Meta is weighing major layoffs as it pours billions into AI

Meta is gearing up for possible layoffs as it pours billions into AI, two senior employees familiar with the matter told Business Insider.

The sources said that some managers have been asked to prepare cost-cutting plans but were not told their scope or timing.

Reuters, which first reported about the potential layoffs on Friday, said that up to 20% of Meta employees could be let go. As of the end of 2025, Meta employed nearly 79,000 people, so a potential cut of 20% would mean roughly 16,000 jobs eliminated. That would be Meta’s most significant reduction since 2022, when it cut 11,000 jobs, and 2023, when it cut another 10,000. In January, Meta laid off 1,500 people in its Reality Labs division.

One person familiar with the company’s thinking told Business Insider the cuts could come as soon as a month.

“This is speculative reporting about theoretical approaches,” Meta spokesperson Andy Stone told Business Insider.

If Meta moves forward with these cuts, it would signal a broader shift in the tech industry, as companies pour massive amounts of capital into AI infrastructure and talent while trimming the workforces that once powered their growth during the pandemic.

In recent weeks, Atlassian announced plans to cut roughly 1,600 employees, or 10% of its staff, tying the move to AI and a push for efficiency. Block has also slashed jobs, with CEO Jack Dorsey saying new AI tools allow companies to operate with smaller teams and more efficiency. These cuts signal a new strategy in Silicon Valley: as AI becomes more capable, the biggest technology companies are betting they can build faster and cheaper with fewer people.

Meta has said it plans to invest roughly $600 billion to build out data centers by 2028. The company has also offered pay packages worth hundreds of millions of dollars over four years to lure top AI researchers to its new superintelligence team led by former Scale AI CEO Alexnadr Wang. Financing those bets, while satisfying Wall Street, means finding savings elsewhere. Head count is the most obvious lever.

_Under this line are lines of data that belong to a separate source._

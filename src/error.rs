use std::path::PathBuf;
use thiserror::Error;

pub type Result<T> = std::result::Result<T, DebloatError>;

#[derive(Error, Debug)]
pub enum DebloatError {
    #[error("Config error: {0}")]
    Config(String),

    #[error("IO error: {0}")]
    Io(#[from] std::io::Error),

    #[error("FUSE error: {0}")]
    Fuse(String),

    #[error("Already mounted: {0}")]
    AlreadyMounted(PathBuf),
}

impl From<toml::de::Error> for DebloatError {
    fn from(err: toml::de::Error) -> Self {
        DebloatError::Config(format!("Failed to parse config: {}", err))
    }
}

On Meta’s January earnings call, CEO Mark Zuckerberg told investors the company is already “elevating individual contributors and flattening teams.” He added that he’s seeing “projects that used to require big teams now be accomplished by a single, very talented person.” Last week, Meta created a brand-new AI engineering organization, where teams will have manager-to-employee ratios of up to 1:50.

Given Meta’s size, a 20% reduction at Meta would dwarf many of its Big Tech peercuts in absolute terms, wiping out more jobs than the entire head count of many midsize tech companies.

Meta’s urgency around AI comes after a difficult stretch for its in-house model efforts. The company faced criticism that early versions of its Llama 4 models produced misleading benchmark results, and it ultimately shelved the largest version of that model, called Behemoth, which had been due out last summer.

Its Superintelligence team has since been working on a new model called Avocado and Mango, which have reportedly fallen short of internal expectations and been delayed until May.